Holding parties to pleadings is not pedantry. It is an integral part of the principle of legal certainty which is an element of the rule of law, one of the values on which our Constitution is founded.’

 

[24]   A party contemplating a certain relief should therefore know the requirements it needs to satisfy and every other party likely to be affected by the relief to be sought must know precisely the case it is expected to meet. Even in the context of further and alternative relief, a point sufficiently elucidated by the Appellant in its heads of argument by pointing what was stated in Port Nolloth Municipality v Xhalisa; Luwalala v Port Nolloth Municipality 1991 (3) SA 98 (C) that:

 

Relief under this prayer cannot be granted which is substantially different to that specifically claimed, unless the basis therefore has been fully canvassed vis the party against whom such relief is to be granted has been fully apprised that relief in this particular form is being sought and has had the fullest opportunity of dealing with the claim for relief being pressed under the head of “further or alternative relief.”    

 

[25]   Furthermore, and fatal to the proceedings, as correctly pointed out by the Appellant, is the fact that neither was the Trust cited nor was it served with papers even though it was to be adversely affected by such a decision. The potential prejudice to be suffered was supposedly glaringly obvious to the trial court; see Golden Dividend v Absa Bank (569/2015) [2016] ZASCA 78 (30 May 2016) at [10]. The test whether there has been non-joinder is whether a party has a direct and substantial interest in the subject matter of the litigation, which may be prejudicially affected by the judgment or order; see Tlouamma and others vs. Mbethe, Speaker of the National Assembly of the Parliament of the Republic of South Africa and another 2016 (1) SA 534 (WCC).

 

[26]   In Gordon v Department of Health, Kwazulu-Natal [2008] ZASCA 99; 2008 (6) SA 522 (SCA) it was held that if an order or judgment cannot be sustained without necessarily prejudicing the interest of third parties that had not been joined, then those third parties have a legal interest in the matter and must be joined.

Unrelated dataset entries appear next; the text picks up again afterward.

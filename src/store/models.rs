use chrono::{DateTime, Utc};
use serde::{Deserialize, Serialize};

/// A user row as stored, including the credential fields
#[derive(Clone, sqlx::FromRow)]
pub struct UserRecord {
    pub id: String,
    pub email: String,
    pub name: Option<String>,
    pub password_hash: String,
    pub refresh_token: Option<String>,
    pub created_at: DateTime<Utc>,
    pub updated_at: DateTime<Utc>,
}

// Credentials stay out of logs.
impl std::fmt::Debug for UserRecord {
    fn fmt(&self, f: &mut std::fmt::Formatter<'_>) -> std::fmt::Result {
        f.debug_struct("UserRecord")
            .field("id", &self.id)
            .field("email", &self.email)
            .field("name", &self.name)
            .field("password_hash", &"<redacted>")
            .field("refresh_token", &self.refresh_token.as_ref().map(|_| "<redacted>"))
            .field("created_at", &self.created_at)
            .field("updated_at", &self.updated_at)
            .finish()
    }
}

/// The public view of a user
#[derive(Debug, Clone, Serialize, Deserialize, PartialEq)]
pub struct UserProfile {
    pub id: String,
    pub email: String,
    pub name: Option<String>,
    pub created_at: DateTime<Utc>,
}

impl From<&UserRecord> for UserProfile {
    fn from(record: &UserRecord) -> Self {
        Self {
            id: record.id.clone(),
            email: record.email.clone(),
            name: record.name.clone(),
            created_at: record.created_at,
        }
    }
}

/// Fields a user may change; `None` leaves the column alone
#[derive(Debug, Clone, Default)]
pub struct UserUpdate {
    pub name: Option<String>,
    pub password_hash: Option<String>,
}

#[derive(Debug, Clone, Serialize, Deserialize, PartialEq, sqlx::FromRow)]
pub struct Project {
    pub id: String,
    pub user_id: String,
    pub name: String,
    pub description: Option<String>,
    pub status: String,
    pub created_at: DateTime<Utc>,
}

#[derive(Debug, Clone)]
pub struct NewProject {
    pub user_id: String,
    pub name: String,
    pub description: Option<String>,
}

#[derive(Debug, Clone, Serialize, Deserialize, PartialEq, sqlx::FromRow)]
pub struct Agent {
    pub id: String,
    pub project_id: String,
    pub name: String,
    pub status: String,
    pub started_at: DateTime<Utc>,
    pub completed_at: Option<DateTime<Utc>>,
}

#[derive(Debug, Clone, Serialize, Deserialize, PartialEq, sqlx::FromRow)]
pub struct Activity {
    pub id: String,
    pub user_id: String,
    pub project_id: Option<String>,
    pub kind: String,
    pub message: String,
    pub created_at: DateTime<Utc>,
}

It is clearly stated in Gordon at par 9 of the judgement that:

        

In the Amalgamated Engineering Union case (supra) it was found that ‘the question of joinder should. . . not depend on the nature of the subject matter . . . but . . . on the manner in which, and the extent to which, the court’s order may affect the interests of third parties’.5 The court formulated the approach as, first, to consider whether the third party would have locus standi to claim relief concerning the same subject-matter, and then to examine whether a situation could arise in which, because the third party had not been joined, any order the court might make would not be res judicata against him, entitling him to approach the courts again concerning the same subject-matter and possibly obtain an order irreconcilable with the order made in the first instance.6 This has been found to mean that if the order or ‘judgment sought cannot be sustained and carried into effect without necessarily prejudicing the interests’ of a party or parties not joined in the proceedings, then that party or parties have a legal interest in the matter and must be joined.”       

 

It is inevitable in this matter that the Trust might also have to take its own action in order to assert any of its rights that it might wish to affirm in the litigation between the parties.

 

[27]   The trial court further noted the Respondent’s evidence on the settlement negotiations, and pronounced that, although they took place, no settlement agreement was reached, and therefore, no weight was to be put on that evidence. The court however proceeded to take into consideration the note that Appellant allegedly wrote setting out his without prejudice proposal and also what was allegedly discussed during the without prejudice settlement negotiations regarding the transfer of their common home, as well as the alleged fact of Appellant having at that time pledged in his own words that ‘he will not, on divorce, send the Respondent to the world without a cent.” On that finding, the trial court granted the Respondent the order for the transfer of their common home.

 

[28]   It is common place that discussions that form part of genuine negotiations towards the settlement of a matter are privileged and inadmissible in court; see Millward v Glazer 1950 (3) SA 547 (W); Gcabashe v Nene 1975 (3) SA 617 (A). They are therefore to be excluded from the evidence in the current or subsequent proceedings between the parties to the dispute. The trial court failed to indicate its reasons why in this instance it would ignore such a fundamental principle.

 

[29]   Finally on the maintenance, the Respondent was granted an order for the amount of R30 000. I am mindful that a claim for maintenance post-divorce in terms of s 7 (2) and a claim for redistribution of assets in terms of Sections 7 (3) to (5) of the Act are discretionary awards which the High Court can only interfere with the exercise thereof if done capriciously; see; Ex parte Neethling & Others 1954 (1) SA 331 (A) at 335.    

 

[30]   Section s 7 (2) is instructive on the factors that are to be considered prior to making a decision on maintenance. The court must conclude that in the light of all the relevant factors (i.e. those specified in the subsection as well as any other which, in the opinion of the court, should be taken into account) it is just for the order/s to be made; see Buttner v Buttner 2006 (3) SA 23 (SCA) para 36.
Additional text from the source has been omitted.